Eugène Charles Apert (27 July 1868 – 2 February 1940) was a French pediatrician born in Paris.
He received his doctorate in 1897 and afterwards was associated with the Hôtel-Dieu and Hôpital Saint-Louis. From 1919 until 1934, he worked at the Hôpital des Enfants-Malades in Paris. Pediatrician Jacques-Joseph Grancher (1843–1907) and surgeon Paul Georges Dieulafoy (1839–1911) were important influences on his career. He was also a student of pediatrician Antoine Bernard-Jean Marfan (1858–1942) and collaborated with dermatologist François Henri Hallopeau (1842–1919).
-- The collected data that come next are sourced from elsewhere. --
pub mod categories;
pub mod dictionary;
pub mod documents;
pub mod error;
pub mod index;
pub mod maintainer;
pub mod persist;
pub mod postings;
pub mod reader;
pub mod tokenizer;

pub use categories::create_category;
pub use error::{IndexError, Result};
pub use index::{Category, CategoryId, DocId, Document, NewDocument, Posting, Term};
pub use maintainer::{create_document, delete_document, update_document, IndexStats};
pub use persist::Store;
pub use reader::get_index;
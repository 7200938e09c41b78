use tokio::net::TcpListener;

use quill::{AppState, CmsError, Config, logger::Logger, router};

#[tokio::main]
async fn main() -> Result<(), CmsError> {
    if let Err(e) = Logger::init() {
        eprintln!("Failed to initialize logger: {}", e);
    }

    let config = Config::from_env();
    std::fs::create_dir_all(&config.data_dir)?;

    let state = AppState::new(&config);
    let app = router(state);

    let addr = config.socket_addr();
    log::info!("quill listening on http://{}", addr);
    let listener = TcpListener::bind(addr).await?;
    axum::serve(listener, app).await.map_err(CmsError::from)
}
Apert's medical research primarily dealt with genetic diseases and congenital abnormalities. In 1906 he published the case report『De l'acrocéphalosyndactylie』(Acrocephalosyndactyly),[1] documenting several individuals who had congenital malformations of the skull in conjunction with joined fingers. The condition came to be known as Apert syndrome, a syndrome consisting of a triad of disorders; namely, craniosynostosis, syndactyly, and maxillary underdevelopment.
Apert authored many works in pediatrics, including an influential manual on child rearing. He was a founding member of the French Society of Eugenics.